The Supreme Court will deliver its decision any day whether to undo FDA approval of mifepristone, which is used in almost two-thirds of abortions in America today.

The court may decide to require women to take three times the effective dose (600mg instead of the current, more effective, and cheaper 200mg), to limit its use to the first seven weeks of pregnancy (which is the same as five weeks after conception) instead of the current 10 week limit or the 12 week limit the World Health Organization recommends, and to restrict prescribing to doctors only. Additionally, the court may decide to eliminate telemedicine abortion care, thus requiring three office visits.

A vast amount of data confirms that provision of medical abortion via telemedicine is as safe and effective as in-person visits and that providers such as nurse practitioners, physician assistants and midwives deliver equally good care as MDs.

A single Texas judge who is not medically trained and who was hand-picked (judge-shopped) by opponents of safe, legal abortion ruled in 2023 that the FDA was “wrong” in 2000 when it approved the drug. One higher court (the 5th Circuit Court) decided that the 2000 approval could stand but that all of the subsequent FDA-approved changes are “wrong,” despite years of rigorous data confirming that the current guidelines for mifepristone, the abortion-pill, are safe. Mifepristone has been held to a very high standard, higher than for most other drugs. The abortion pill is 18 times safer than full term pregnancy overall and much safer for underserved populations. Mifepristone is safer than ibuprofen, penicillin and Viagra.

Over 100 amicus briefs as well as pages and pages of signatories from medical, legal, local, state and federal governmental organizations, religious, scientific, military, pharmaceutical, disability rights, academic and other groups attested to the Supreme Court that reversal of current guidelines will cause desperation for women and their families, death or permanent impairment of women’s health and fertility, degradation of military readiness due to difficulty recruiting both men and women who must accept stationing around the country, and chilling of investment in drug development due to the chance of a drug’s FDA approval being reversed in the future for non-medical reasons.
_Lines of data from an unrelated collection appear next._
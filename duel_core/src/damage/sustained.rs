//! Sustained damage - steady-state basic attack DPS

use crate::defense::{damage_reduction, effective_armor};
use crate::stat_block::EffectiveStats;

/// Expected basic-attack damage per second against `target_armor`
///
/// `expected_hit × attack_speed × (1 - reduction)` where the reduction uses
/// the target's armor after the attacker's flat penetration.
pub fn compute_sustained_dps(stats: &EffectiveStats, target_armor: f64) -> f64 {
    let armor = effective_armor(target_armor, stats.armor_penetration);
    let reduction = damage_reduction(armor);

    stats.expected_hit_damage() * stats.attack_speed * (1.0 - reduction)
}

#[cfg(test)]
mod tests {
    use super::*;

    fn attacker(attack: f64, attack_speed: f64, armor_penetration: f64) -> EffectiveStats {
        EffectiveStats {
            hp: 1000.0,
            attack,
            armor: 30.0,
            magic_resist: 30.0,
            attack_speed,
            crit_chance: 0.0,
            crit_damage: 175.0,
            lifesteal: 0.0,
            armor_penetration,
            move_speed: 345.0,
        }
    }

    #[test]
    fn test_no_armor() {
        assert_eq!(compute_sustained_dps(&attacker(100.0, 1.0, 0.0), 0.0), 100.0);
    }

    #[test]
    fn test_armor_halves_at_100() {
        assert_eq!(compute_sustained_dps(&attacker(100.0, 1.0, 0.0), 100.0), 50.0);
    }

    #[test]
    fn test_penetration_reduces_armor() {
        let dps = compute_sustained_dps(&attacker(100.0, 1.0, 50.0), 100.0);
        // Effective armor 50, reduction 1/3
        assert!((dps - 100.0 * (1.0 - 50.0 / 150.0)).abs() < 1e-9);
    }

    #[test]
    fn test_penetration_floor() {
        let stats = attacker(100.0, 1.0, 200.0);
        assert_eq!(compute_sustained_dps(&stats, 50.0), 100.0);
        assert_eq!(compute_sustained_dps(&stats, 50.0), compute_sustained_dps(&stats, 0.0));
    }

    #[test]
    fn test_crit_increases_dps() {
        let plain = attacker(100.0, 1.0, 0.0);
        let mut crit = plain;
        crit.crit_chance = 50.0;
        crit.crit_damage = 200.0;
        assert!(compute_sustained_dps(&crit, 0.0) > compute_sustained_dps(&plain, 0.0));
    }

    #[test]
    fn test_attack_speed_is_linear() {
        let slow = attacker(100.0, 1.0, 0.0);
        let fast = attacker(100.0, 2.0, 0.0);
        assert_eq!(compute_sustained_dps(&fast, 0.0), 2.0 * compute_sustained_dps(&slow, 0.0));
        assert_eq!(
            compute_sustained_dps(&fast, 75.0),
            2.0 * compute_sustained_dps(&slow, 75.0)
        );
    }

    #[test]
    fn test_more_armor_never_helps_attacker() {
        let stats = attacker(120.0, 0.8, 10.0);
        let mut previous = compute_sustained_dps(&stats, 0.0);
        for armor in (0..400).step_by(20) {
            let dps = compute_sustained_dps(&stats, armor as f64);
            assert!(dps <= previous);
            previous = dps;
        }
    }
}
Limiting access to the most prevalent method of abortion has consequences. Many health professionals at all levels of training are exiting abortion-restricted states thereby leaving already disadvantaged women even worse off in “care deserts.” Access to routine and modern emergency reproductive health care is getting harder. Routine care includes cancer screening, pre-natal and post-natal care, sexual assault response, birth control including vasectomies, infertility assessment, high risk-pregnancy management and primary care. Emergency care includes modern miscarriage and ectopic (tubal) pregnancy management and treatment of maternal and fetal pregnancy complications. This emergency care is increasingly denied at the door of the ER due to provider fear, confusion, and a culture of distrust. All patients are therefore at risk of delayed care.

Applications to medical schools and residencies in abortion-restricted states have already plummeted, and competition for spots in training programs in abortion-access states is increasing, not only in OB-GYN. Reproductive health care provider recruitment has proven next to impossible in Idaho where 22% of OB-GYNs left the state in the 15 months after the 2022 Dobbs decision overturning Roe v. Wade that legalized abortion nationwide in 1973.

Pressure on abortion-access states such as New York to care for women from abortion-restricted states is causing reduced access and delays in all care due to limited resources. Everyone is getting diminished reproductive health care, even in New York.

This decision may have been handed down by the time this commentary is printed. This will help you understand it.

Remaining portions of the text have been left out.